{Reference Type}: Journal Article
{Title}: Intranasal delivery of doxepin: enhancing brain targeting efficiency utilizing nanostructured lipid carriers for a biopharmaceutics drug disposition classification system class-I drug.
{Author}: Patel HP;Vasandia AV;Jha R;Desai BV;Desai DT;Dedhiya PP;Vyas BA;Maulvi FA;
{Journal}: Pharm Dev Technol
{Volume}: 29
{Issue}: 6
{Year}: 2024 Jul 9
{Factor}: 3.915
{DOI}: 10.1080/10837450.2024.2376102
{Abstract}: Doxepin, a Class-I Biopharmaceutics Drug Disposition Classification System (BDDCS) drug, exhibits poor bioavailability due to extensive first-pass metabolism. This research focuses on enhancing the delivery of doxepin by formulating nanostructured lipid carriers (NLCs) through the utilization of the Box-Behnken Design methodology. These optimized NLCs are intended for intranasal administration, with the ultimate goal of improving nose-to-brain drug delivery. NLCs were formulated using a high-speed homogenization technique. The optimized batch had a small particle size (75.80 ± 5.48 nm, PDI = 0.286), high entrapment efficiency (94.10 ± 0.16%), and sustained ex vivo release (82.25 ± 4.61% at 24 h). Characterization studies confirmed the conversion of doxepin from a crystalline to an amorphous state with uniform distribution in the lipid matrix.

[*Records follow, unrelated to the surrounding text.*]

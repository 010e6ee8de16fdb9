//! Handler for health check endpoint.

use axum::{Json, extract::State, http::StatusCode};

use crate::api::dto::health::{CheckStatus, HealthChecks, HealthResponse};
use crate::state::AppState;

/// Returns service health status with component checks.
///
/// # Endpoint
///
/// `GET /health`
///
/// # Response Codes
///
/// - **200 OK**: All components healthy
/// - **503 Service Unavailable**: One or more components degraded
///
/// # Response
///
/// ```json
/// {
///   "status": "healthy",
///   "version": "0.1.0",
///   "checks": {
///     "database": { "status": "ok", "message": "Connected" },
///     "event_channel": { "status": "ok", "message": "Reachable, 6 partitions" },
///     "click_queue": { "status": "ok", "message": "Free: 10000/10000" }
///   }
/// }
/// ```
pub async fn health_handler(
    State(state): State<AppState>,
) -> Result<Json<HealthResponse>, (StatusCode, Json<HealthResponse>)> {
    let database = check_database(&state).await;
    let event_channel = check_event_channel(&state).await;
    let click_queue = check_click_queue(&state);

    let all_healthy = database.is_ok() && event_channel.is_ok() && click_queue.is_ok();

    let response = HealthResponse {
        status: if all_healthy { "healthy" } else { "degraded" }.to_string(),
        version: env!("CARGO_PKG_VERSION").to_string(),
        checks: HealthChecks {
            database,
            event_channel,
            click_queue,
        },
    };

    if all_healthy {
        Ok(Json(response))
    } else {
        Err((StatusCode::SERVICE_UNAVAILABLE, Json(response)))
    }
}

async fn check_database(state: &AppState) -> CheckStatus {
    if state.link_repository.health_check().await {
        CheckStatus::ok("Connected")
    } else {
        CheckStatus::error("Link store unreachable")
    }
}

async fn check_event_channel(state: &AppState) -> CheckStatus {
    if state.publisher.health_check().await {
        CheckStatus::ok(format!(
            "Reachable, {} partitions",
            state.publisher.partitions()
        ))
    } else {
        CheckStatus::error("Event channel unavailable")
    }
}

fn check_click_queue(state: &AppState) -> CheckStatus {
    let recorder = &state.click_recorder;

    if recorder.is_closed() {
        CheckStatus::error("Click queue is closed")
    } else {
        CheckStatus::ok(format!(
            "Free: {}/{}",
            recorder.capacity(),
            recorder.max_capacity()
        ))
    }
}
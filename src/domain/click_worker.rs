//! Background worker draining the click queue into the telemetry publisher.

use std::sync::Arc;
use tokio::sync::{Semaphore, mpsc};
use tokio::task::JoinSet;
use tracing::{debug, info, warn};

use crate::domain::click_event::ClickEvent;
use crate::domain::repositories::LinkRepository;
use crate::infrastructure::messaging::TelemetryPublisher;

/// Publishes queued click events until the queue closes.
///
/// Events are handed to the publisher one at a time, in queue order, so the
/// per-short-code order of redirects is the order consumers observe.
/// Delivery results and click counter updates are awaited on up to
/// `concurrency` background tasks. Every failure is logged and dropped.
///
/// Returns after the queue is closed and every started delivery resolved.
pub async fn run_click_worker<L>(
    mut rx: mpsc::Receiver<ClickEvent>,
    publisher: Arc<TelemetryPublisher>,
    link_repository: Arc<L>,
    concurrency: usize,
) where
    L: LinkRepository + ?Sized + 'static,
{
    let permits = Arc::new(Semaphore::new(concurrency.max(1)));
    let mut tasks = JoinSet::new();

    while let Some(event) = rx.recv().await {
        while tasks.try_join_next().is_some() {}

        let delivery = match publisher.publish(&event).await {
            Ok(delivery) => Some(delivery),
            Err(e) => {
                warn!(
                    link_id = event.link_id,
                    short_code = %event.short_code,
                    "Click event not published: {}",
                    e
                );
                None
            }
        };

        let Ok(permit) = Arc::clone(&permits).acquire_owned().await else {
            break;
        };
        let repository = Arc::clone(&link_repository);

        tasks.spawn(async move {
            let _permit = permit;

            if let Err(e) = repository.increment_click_count(event.link_id).await {
                warn!(link_id = event.link_id, "Failed to update click count: {}", e);
            }

            if let Some(delivery) = delivery {
                match delivery.await {
                    Ok(metadata) => debug!(
                        short_code = %event.short_code,
                        partition = metadata.partition,
                        offset = metadata.offset,
                        "Click event delivered"
                    ),
                    Err(e) => warn!(
                        link_id = event.link_id,
                        short_code = %event.short_code,
                        "Click event dropped: {}",
                        e
                    ),
                }
            }
        });
    }

    while tasks.join_next().await.is_some() {}
    info!("Click worker stopped");
}

#[cfg(test)]
mod tests {
    use super::*;
    use crate::config::ProducerSettings;
    use crate::domain::entities::{Link, NewLink};
    use crate::infrastructure::messaging::{ChannelError, InMemoryEventChannel};
    use crate::infrastructure::persistence::InMemoryLinkRepository;
    use chrono::Utc;
    use std::time::Duration;

    fn event(link: &Link, ua: &str) -> ClickEvent {
        ClickEvent::new(link, Utc::now(), Some(ua.to_string()), None, None)
    }

    async fn setup() -> (
        Arc<InMemoryEventChannel>,
        Arc<TelemetryPublisher>,
        Arc<InMemoryLinkRepository>,
        Link,
    ) {
        let channel = Arc::new(InMemoryEventChannel::new());
        let settings = ProducerSettings {
            retry_backoff: Duration::from_millis(2),
            ..ProducerSettings::default()
        };
        let publisher = Arc::new(TelemetryPublisher::new(channel.clone(), &settings));
        let repository = Arc::new(InMemoryLinkRepository::new());
        let link = repository
            .insert(NewLink::new("https://example.com", "G"))
            .await
            .unwrap();
        (channel, publisher, repository, link)
    }

    #[tokio::test]
    async fn test_worker_publishes_in_queue_order_and_counts_clicks() {
        let (channel, publisher, repository, link) = setup().await;
        let (tx, rx) = mpsc::channel(100);

        for i in 0..25 {
            tx.send(event(&link, &format!("ua-{i}"))).await.unwrap();
        }
        drop(tx);

        run_click_worker(rx, publisher, repository.clone(), 4).await;

        let agents: Vec<String> = channel
            .records_for_key("G")
            .iter()
            .map(|r| ClickEvent::parse_and_validate(&r.value).unwrap().user_agent.unwrap())
            .collect();
        let expected: Vec<String> = (0..25).map(|i| format!("ua-{i}")).collect();
        assert_eq!(agents, expected);

        let stored = repository.find_by_code("G").await.unwrap().unwrap();
        assert_eq!(stored.click_count, 25);
    }

    #[tokio::test]
    async fn test_worker_survives_channel_failures() {
        let (channel, publisher, repository, link) = setup().await;
        channel.fail_next(ChannelError::Rejected("broken".into()));
        let (tx, rx) = mpsc::channel(10);

        tx.send(event(&link, "ua-0")).await.unwrap();
        drop(tx);

        run_click_worker(rx, publisher, repository.clone(), 1).await;

        assert!(channel.is_empty());
        let stored = repository.find_by_code("G").await.unwrap().unwrap();
        assert_eq!(stored.click_count, 1);
    }
}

In vivo pharmacokinetic studies in rats showed significantly higher doxepin concentration in the brain tissue (Cmax = 16.77 µg/g, tmax = 30 min) after intranasal administration compared to intravenous administration (Cmax = 2.53 µg/g, tmax = 6 h). High-drug targeting efficiency (DTE = 284.3%) and direct transport percentage (DTP = 64.8%) suggested direct penetration of NLCs in the brain via olfactory and trigeminal pathways. In conclusion, the study highlights the potential of NLCs to improve the bioavailability of doxepin through nose-to-brain delivery and thereby potentially enable the treatment of neurological disorders.